§ **Description of the task**
Write the data out again in full, with no departure from the original.

------------------------------

//! The remote-procedure transport consumed by the execution core.
//!
//! The wire protocol is supplied from outside; this module only fixes the
//! three capabilities the core relies on:
//!
//! - unary request/response ([`Transport::unary_call`])
//! - server streaming ([`Transport::open_server_stream`]), cancellable
//! - client streaming ([`Transport::open_client_stream`])
//!
//! [`ServerStream::channel`] and [`ClientStream::channel`] give transport
//! implementations ready-made halves backed by tokio channels.

use std::sync::Arc;

use async_trait::async_trait;
use bytes::Bytes;
use serde_json::Value;
use tokio::sync::mpsc;
use tokio_util::sync::CancellationToken;
use tracing::trace;

use crate::error::{Error, Result};

/// Remote-procedure stub of a connected robot.
#[async_trait]
pub trait Transport: Send + Sync + 'static {
    /// Call `method` with `args` and return its result.
    async fn unary_call(&self, method: &str, args: Value) -> Result<Value>;

    /// Subscribe to a server-streaming `method`. Frames arrive until the
    /// remote side ends the stream or the subscription is cancelled.
    async fn open_server_stream(&self, method: &str, args: Value) -> Result<ServerStream>;

    /// Open a client-streaming `method`; frames are pushed through the
    /// returned [`ClientStream`].
    async fn open_client_stream(&self, method: &str, args: Value) -> Result<ClientStream>;
}

/// Establishes a [`Transport`] to a robot host.
///
/// Runs inside the execution context during `Robot::connect`.
#[async_trait]
pub trait Connector: Send + Sync + 'static {
    async fn connect(&self, host: &str) -> Result<Arc<dyn Transport>>;
}

// ── Server streaming ─────────────────────────────────────────────────────────

/// Consumer half of a remote server-streaming subscription.
///
/// Cancelling (or dropping) it cancels the remote subscription.
pub struct ServerStream {
    frames: mpsc::Receiver<Result<Bytes>>,
    cancel: CancellationToken,
}

impl ServerStream {
    /// Create a connected feed/stream pair holding up to `buffer` frames.
    pub fn channel(buffer: usize) -> (StreamFeed, ServerStream) {
        let (tx, rx) = mpsc::channel(buffer.max(1));
        let cancel = CancellationToken::new();
        (
            StreamFeed {
                tx,
                cancel: cancel.clone(),
            },
            ServerStream { frames: rx, cancel },
        )
    }

    /// Next frame. `None` means the remote side ended the stream.
    ///
    /// Returns `Some(Err(Error::Cancelled))` once cancelled.
    pub async fn next(&mut self) -> Option<Result<Bytes>> {
        if self.cancel.is_cancelled() {
            return Some(Err(Error::Cancelled));
        }
        tokio::select! {
            biased;
            _ = self.cancel.cancelled() => Some(Err(Error::Cancelled)),
            frame = self.frames.recv() => frame,
        }
    }

    /// Cancel the remote subscription.
    pub fn cancel(&self) {
        self.cancel.cancel();
    }

    pub fn is_cancelled(&self) -> bool {
        self.cancel.is_cancelled()
    }
}

impl Drop for ServerStream {
    fn drop(&mut self) {
        self.cancel.cancel();
    }
}

/// Producer half of a server stream, held by the transport.
#[derive(Clone)]
pub struct StreamFeed {
    tx: mpsc::Sender<Result<Bytes>>,
    cancel: CancellationToken,
}

impl StreamFeed {
    /// Deliver a frame, waiting for buffer space.
    pub async fn send(&self, frame: Bytes) -> Result<()> {
        if self.cancel.is_cancelled() {
            return Err(Error::Cancelled);
        }
        self.tx.send(Ok(frame)).await.map_err(|_| Error::Cancelled)
    }

    /// Deliver a frame without waiting. Fails if cancelled or full.
    pub fn try_send(&self, frame: Bytes) -> Result<()> {
        if self.cancel.is_cancelled() {
            return Err(Error::Cancelled);
        }
        self.tx.try_send(Ok(frame)).map_err(|e| match e {
            mpsc::error::TrySendError::Full(_) => {
                trace!("StreamFeed full, frame dropped");
                Error::Remote("stream buffer full".to_string())
            }
            mpsc::error::TrySendError::Closed(_) => Error::Cancelled,
        })
    }

    /// Fail the stream with `error`; the consumer sees it as a terminal error.
    pub fn fail(&self, error: Error) -> Result<()> {
        self.tx.try_send(Err(error)).map_err(|_| Error::Cancelled)
    }

    /// `true` once the consumer cancelled the subscription.
    pub fn is_cancelled(&self) -> bool {
        self.cancel.is_cancelled() || self.tx.is_closed()
    }

    /// Resolves when the consumer cancels the subscription.
    pub async fn cancelled(&self) {
        tokio::select! {
            _ = self.cancel.cancelled() => {}
            _ = self.tx.closed() => {}
        }
    }
}

// ── Client streaming ─────────────────────────────────────────────────────────

/// Producer half of a client-streaming call, held by the caller.
pub struct ClientStream {
    frames: mpsc::Sender<Bytes>,
    cancel: CancellationToken,
}

impl ClientStream {
    /// Create a connected stream/receiver pair holding up to `buffer` frames.
    pub fn channel(buffer: usize) -> (ClientStream, ClientStreamReceiver) {
        let (tx, rx) = mpsc::channel(buffer.max(1));
        let cancel = CancellationToken::new();
        (
            ClientStream {
                frames: tx,
                cancel: cancel.clone(),
            },
            ClientStreamReceiver { frames: rx, cancel },
        )
    }

    /// Push a frame to the remote side.
    pub async fn send(&self, frame: Bytes) -> Result<()> {
        if self.cancel.is_cancelled() {
            return Err(Error::StreamClosed);
        }
        self.frames.send(frame).await.map_err(|_| Error::StreamClosed)
    }

    /// Abort the call.
    pub fn cancel(&self) {
        self.cancel.cancel();
    }

    /// `true` if the remote side went away or the call was cancelled.
    pub fn is_closed(&self) -> bool {
        self.cancel.is_cancelled() || self.frames.is_closed()
    }
}

/// Consumer half of a client stream, held by the transport.
pub struct ClientStreamReceiver {
    frames: mpsc::Receiver<Bytes>,
    cancel: CancellationToken,
}

impl ClientStreamReceiver {
    /// Next frame; `None` once the caller finished or cancelled the call.
    pub async fn recv(&mut self) -> Option<Bytes> {
        tokio::select! {
            biased;
            _ = self.cancel.cancelled() => None,
            frame = self.frames.recv() => frame,
        }
    }

    /// Next frame without waiting.
    pub fn try_recv(&mut self) -> Option<Bytes> {
        self.frames.try_recv().ok()
    }

    /// `true` if the caller cancelled the call.
    pub fn is_cancelled(&self) -> bool {
        self.cancel.is_cancelled()
    }
}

------------------------------

§ **Answer space**
//! The remote-procedure transport consumed by the execution core.
//!
//! The wire protocol is supplied from outside; this module only fixes the
//! three capabilities the core relies on:
//!
//! - unary request/response ([`Transport::unary_call`])
//! - server streaming ([`Transport::open_server_stream`]), cancellable
//! - client streaming ([`Transport::open_client_stream`])
//!
//! [`ServerStream::channel`] and [`ClientStream::channel`] give transport
//! implementations ready-made halves backed by tokio channels.

use std::sync::Arc;

use async_trait::async_trait;
use bytes::Bytes;
use serde_json::Value;
use tokio::sync::mpsc;
use tokio_util::sync::CancellationToken;
use tracing::trace;

use crate::error::{Error, Result};

/// Remote-procedure stub of a connected robot.
#[async_trait]
pub trait Transport: Send + Sync + 'static {
    /// Call `method` with `args` and return its result.
    async fn unary_call(&self, method: &str, args: Value) -> Result<Value>;

    /// Subscribe to a server-streaming `method`. Frames arrive until the
    /// remote side ends the stream or the subscription is cancelled.
    async fn open_server_stream(&self, method: &str, args: Value) -> Result<ServerStream>;

    /// Open a client-streaming `method`; frames are pushed through the
    /// returned [`ClientStream`].
    async fn open_client_stream(&self, method: &str, args: Value) -> Result<ClientStream>;
}

/// Establishes a [`Transport`] to a robot host.
///
/// Runs inside the execution context during `Robot::connect`.
#[async_trait]
pub trait Connector: Send + Sync + 'static {
    async fn connect(&self, host: &str) -> Result<Arc<dyn Transport>>;
}

// ── Server streaming ─────────────────────────────────────────────────────────

/// Consumer half of a remote server-streaming subscription.
///
/// Cancelling (or dropping) it cancels the remote subscription.
pub struct ServerStream {
    frames: mpsc::Receiver<Result<Bytes>>,
    cancel: CancellationToken,
}

impl ServerStream {
    /// Create a connected feed/stream pair holding up to `buffer` frames.
    pub fn channel(buffer: usize) -> (StreamFeed, ServerStream) {
        let (tx, rx) = mpsc::channel(buffer.max(1));
        let cancel = CancellationToken::new();
        (
            StreamFeed {
                tx,
                cancel: cancel.clone(),
            },
            ServerStream { frames: rx, cancel },
        )
    }

    /// Next frame. `None` means the remote side ended the stream.
    ///
    /// Returns `Some(Err(Error::Cancelled))` once cancelled.
    pub async fn next(&mut self) -> Option<Result<Bytes>> {
        if self.cancel.is_cancelled() {
            return Some(Err(Error::Cancelled));
        }
        tokio::select! {
            biased;
            _ = self.cancel.cancelled() => Some(Err(Error::Cancelled)),
            frame = self.frames.recv() => frame,
        }
    }

    /// Cancel the remote subscription.
    pub fn cancel(&self) {
        self.cancel.cancel();
    }

    pub fn is_cancelled(&self) -> bool {
        self.cancel.is_cancelled()
    }
}

impl Drop for ServerStream {
    fn drop(&mut self) {
        self.cancel.cancel();
    }
}

/// Producer half of a server stream, held by the transport.
#[derive(Clone)]
pub struct StreamFeed {
    tx: mpsc::Sender<Result<Bytes>>,
    cancel: CancellationToken,
}

impl StreamFeed {
    /// Deliver a frame, waiting for buffer space.
    pub async fn send(&self, frame: Bytes) -> Result<()> {
        if self.cancel.is_cancelled() {
            return Err(Error::Cancelled);
        }
        self.tx.send(Ok(frame)).await.map_err(|_| Error::Cancelled)
    }

    /// Deliver a frame without waiting. Fails if cancelled or full.
    pub fn try_send(&self, frame: Bytes) -> Result<()> {
        if self.cancel.is_cancelled() {
            return Err(Error::Cancelled);
        }
        self.tx.try_send(Ok(frame)).map_err(|e| match e {
            mpsc::error::TrySendError::Full(_) => {
                trace!("StreamFeed full, frame dropped");
                Error::Remote("stream buffer full".to_string())
            }
            mpsc::error::TrySendError::Closed(_) => Error::Cancelled,
        })
    }

    /// Fail the stream with `error`; the consumer sees it as a terminal error.
    pub fn fail(&self, error: Error) -> Result<()> {
        self.tx.try_send(Err(error)).map_err(|_| Error::Cancelled)
    }

    /// `true` once the consumer cancelled the subscription.
    pub fn is_cancelled(&self) -> bool {
        self.cancel.is_cancelled() || self.tx.is_closed()
    }

    /// Resolves when the consumer cancels the subscription.
    pub async fn cancelled(&self) {
        tokio::select! {
            _ = self.cancel.cancelled() => {}
            _ = self.tx.closed() => {}
        }
    }
}

// ── Client streaming ─────────────────────────────────────────────────────────

/// Producer half of a client-streaming call, held by the caller.
pub struct ClientStream {
    frames: mpsc::Sender<Bytes>,
    cancel: CancellationToken,
}

impl ClientStream {
    /// Create a connected stream/receiver pair holding up to `buffer` frames.
    pub fn channel(buffer: usize) -> (ClientStream, ClientStreamReceiver) {
        let (tx, rx) = mpsc::channel(buffer.max(1));
        let cancel = CancellationToken::new();
        (
            ClientStream {
                frames: tx,
                cancel: cancel.clone(),
            },
            ClientStreamReceiver { frames: rx, cancel },
        )
    }

    /// Push a frame to the remote side.
    pub async fn send(&self, frame: Bytes) -> Result<()> {
        if self.cancel.is_cancelled() {
            return Err(Error::StreamClosed);
        }
        self.frames.send(frame).await.map_err(|_| Error::StreamClosed)
    }

    /// Abort the call.
    pub fn cancel(&self) {
        self.cancel.cancel();
    }

    /// `true` if the remote side went away or the call was cancelled.
    pub fn is_closed(&self) -> bool {
        self.cancel.is_cancelled() || self.frames.is_closed()
    }
}

/// Consumer half of a client stream, held by the transport.
pub struct ClientStreamReceiver {
    frames: mpsc::Receiver<Bytes>,
    cancel: CancellationToken,
}

impl ClientStreamReceiver {
    /// Next frame; `None` once the caller finished or cancelled the call.
    pub async fn recv(&mut self) -> Option<Bytes> {
        tokio::select! {
            biased;
            _ = self.cancel.cancelled() => None,
            frame = self.frames.recv() => frame,
        }
    }

    /// Next frame without waiting.
    pub fn try_recv(&mut self) -> Option<Bytes> {
        self.frames.try_recv().ok()
    }

    /// `true` if the caller cancelled the call.
    pub fn is_cancelled(&self) -> bool {
        self.cancel.is_cancelled()
    }
}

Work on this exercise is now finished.